Grave shrine from the Kerameikos - Aristonautes as warrior - ca. 330-310 BC marble h. 2.91m [Source]
The Kerameikos is the name of the deme or part of Athens to the northwest of the Acropolis and includes an extensive area both within and outside the city walls, on both sides of the Dipylon Gate and by the banks of the Eridanos River.
The "inner Kerameikos" was the former "potter's quarter" of the city and the "outer Kerameikos" covers the cemetery and the also the "demosion sema" (a public burial monument) where Pericles delivered his funeral oration in 431 BC. The cemetery was also where the Iera Odos (the Sacred Way, i.e. the road to Eleusis) began, along which the procession moved for the Eleusinian Mysteries.

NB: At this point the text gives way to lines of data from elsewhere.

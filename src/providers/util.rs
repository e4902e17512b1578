use crate::core::error::FxError;
use std::time::Duration;
use tracing::debug;

const USER_AGENT: &str = "fxconv/0.1";

/// Builds the HTTP client shared by all providers.
///
/// Every request carries `timeout`; there are no retries.
pub fn http_client(timeout: Duration) -> Result<reqwest::Client, FxError> {
    reqwest::Client::builder()
        .user_agent(USER_AGENT)
        .timeout(timeout)
        .build()
        .map_err(|e| FxError::fetch("HTTP client", e))
}

/// Fetches `url` and returns the body, mapping transport errors, timeouts and
/// non-2xx statuses to [`FxError::Fetch`].
pub async fn get_text(
    client: &reqwest::Client,
    url: &str,
    source_name: &str,
) -> Result<String, FxError> {
    debug!("Requesting {} from {}", source_name, url);

    let response = client.get(url).send().await.map_err(|e| {
        if e.is_timeout() {
            FxError::fetch(source_name, format!("request timed out: {url}"))
        } else {
            FxError::fetch(source_name, format!("request error: {e}"))
        }
    })?;

    let status = response.status();
    if !status.is_success() {
        return Err(FxError::fetch(source_name, format!("HTTP error: {status}")));
    }

    response
        .text()
        .await
        .map_err(|e| FxError::fetch(source_name, format!("failed to read body: {e}")))
}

A plague pit and approximately 1000 tombs from the 4th and 5th century BC were discovered during excavations for a subway station just outside the cemetery. Thucydides describes the panic caused by the plague, possibly an epidemic of typhoid which struck the besieged city of Athens in 430 BC, lasting for two years and killing one third of the population. He wrote that bodies were abandoned in temples and streets, to be subsequently collected and hastily buried. The disease reappeared in the winter of 427 BC. The Greek archaeologist Efi Baziotopoulou-Valavani, who excavated the site, has dated the grave to between 430 and 426 BC.